Так что во избежание межнациональных конфликтов об Эльзасе и Лотарингии тем более не стоит лишний раз распространяться. Живущие в этих провинциях, много раз переходивших от Германии к Франции и наоборот, и сегодня, наверно, не сильно удивятся, если, не ровен час, опять произойдет передел территорий. Из тех же соображений я не стану делиться своими догадками о том, как Англия и Франция соседствуют на Ла-Манше. Пусть северный берег Нормандии и Пикардии как будто бы не является предметом территориальных споров, я бы все же предпочел нарисовать Францию целиком, чтобы перейти к изложению основного тезиса о любви и дружбе, о том, как они бывают между путешественником и его благодатным краем.
Франция для меня – мир абстракций, открывающийся в своей беспредметности новыми воображаемыми мирами, новыми случаями, новыми приключениями, новыми находками. Как Макс Эрнст, веривший в волшебные контуры пятна, в которых угадывается будущая картина, я тоже верю в образы, сокрытые в разводе, оставшемся на ткани от случайно капнувшей краски. Франция для меня – клякса, преображающаяся в изящный пейзаж или в эффектную сценку. Это несколько мельчайших штрихов, сделанных отточенным карандашом, которые при стократном увеличении превращаются в симпатичное существо, приветливо подающее вам лапу. Сама собой о нем слагается забавная история. Возьмись я рисовать карту Ленинградской области или Краснодарского края, – у меня все равно выйдет донельзя знакомый силуэт Советского Союза. Франция же всегда таит в себе путешествие с тайной или загадкой, как росчерки Оливье Дебре или карандашные вольтфасы Андре Масона.
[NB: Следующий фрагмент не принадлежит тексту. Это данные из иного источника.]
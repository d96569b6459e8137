//! The trial world: object registry, stepping with event capture, win
//! condition bookkeeping, placement checks, and descriptor round-trips.

use crate::condition::GoalCondition;
use crate::error::{Result, WorldError};
use crate::events::{ContactPhase, RawCollisionEvent};
use crate::format::{
    BlockDesc, Color, DefaultsDesc, ObjectDesc, WorldDesc, DEFAULT_COLOR, DEFAULT_GOAL_COLOR,
};
use crate::geom;
use crate::object::{Material, ObjectKind, SceneObject};
use crate::space::{pack_user_data, unpack_user_data, ColliderRole, Space};
use rapier2d::na::{Isometry2, Point2, Vector2};
use rapier2d::prelude::{
    ActiveEvents, ColliderBuilder, ColliderHandle, RigidBodyBuilder, SharedShape,
};
use std::collections::HashMap;

pub const DEFAULT_BASIC_TIMESTEP: f32 = 0.01;

/// Separation tolerance for resting-contact queries.
pub(crate) const CONTACT_SLOP: f32 = 0.1;

/// A region where tools may not be placed. Blockers are sensors in the
/// space so placement queries see them, but they never touch the
/// simulation or the event log.
pub(crate) struct Blocker {
    pub name: String,
    pub vertices: Vec<Point2<f32>>,
    pub color: Color,
}

pub struct World {
    pub dims: [f32; 2],
    pub bts: f32,
    time: f32,
    defaults: DefaultsDesc,
    pub(crate) space: Space,
    pub(crate) objects: Vec<SceneObject>,
    index: HashMap<String, usize>,
    blockers: Vec<Blocker>,
    pub(crate) goal: Option<GoalCondition>,
    collision_log: Vec<RawCollisionEvent>,
}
Счастливый человек попросил меня рассказать одну забавную историю. Она уведет нас в сторону от предыдущих размышлений, но должен вас предупредить, что к непосредственности счастливых людей стоит привыкнуть так же, как стоит смириться с их навязчивостью. Наверно, их благополучие берет исток в нашем терпении. По крайней мере, если бы мы не сносили покорно все их выходки, возможно, мы называли бы их не счастливыми людьми, а как-нибудь иначе.
Однажды тот, кого большинство из нас считают героем, поймал такси до вокзала Берси, опаздывая на электричку.
– Опаздываете? – спрашивает водитель.
– Как обычно.
– Когда самолет? – профессиональная шутка, апробирована Министерством путей и сообщения (на Берси, на котором не всем парижанам доводилось бывать, взлетают все больше региональные поезда, плетущиеся по несколько часов в глубинку).
– Через полчаса – в Брыльцы-на-Мудях.